%%

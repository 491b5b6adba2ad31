//! Intermediate representation for JAX-RS client generation.
//!
//! Three layers, each testable on its own:
//! 1. Resource IR: endpoints and parameter bindings (`model`), built by
//!    `extract` with help from `bean` and resolved into path steps by `path`
//! 2. Java AST: fields, constructors, methods and call chains (`java`),
//!    built by `synth` per endpoint and `assemble` per resource
//! 3. Emission: Java AST to source text via the `Emit` trait (`emit`)
//!
//! ## Module Structure
//!
//! - `model`: ClassData, EndpointData, ParamData
//! - `extract`: resource descriptor -> ClassData
//! - `bean`: @BeanParam flattening
//! - `path`: @Path template merging
//! - `synth`: EndpointData -> JavaMethod
//! - `assemble`: ClassData -> JavaFile
//! - `java`: Java AST
//! - `emit`: Java AST -> source text
//! - `utils`: identifiers, escaping, name allocation

mod assemble;
mod bean;
mod emit;
mod extract;
mod java;
mod model;
mod path;
mod synth;
pub mod utils;

pub use assemble::{assemble, client_name};
pub use emit::{Emit, NameTable};
pub use extract::{BindingPolicy, extract};
pub use java::{
    ClassName, JavaConstructor, JavaExpr, JavaField, JavaFile, JavaMethod, JavaParam, JavaStmt,
    Modifier, Step, TypeSpec,
};
pub use model::{
    Accessor, CallExpr, ClassData, EndpointData, ParamData, ParamKind, Verb, WILDCARD_MEDIA_TYPE,
};
pub use path::{PathOp, resolve_path};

%%

▶ How to complete this task
Looking at the data above, report how many of its lines include the word "synth". The number alone is the answer.

▶ Solution to this task
3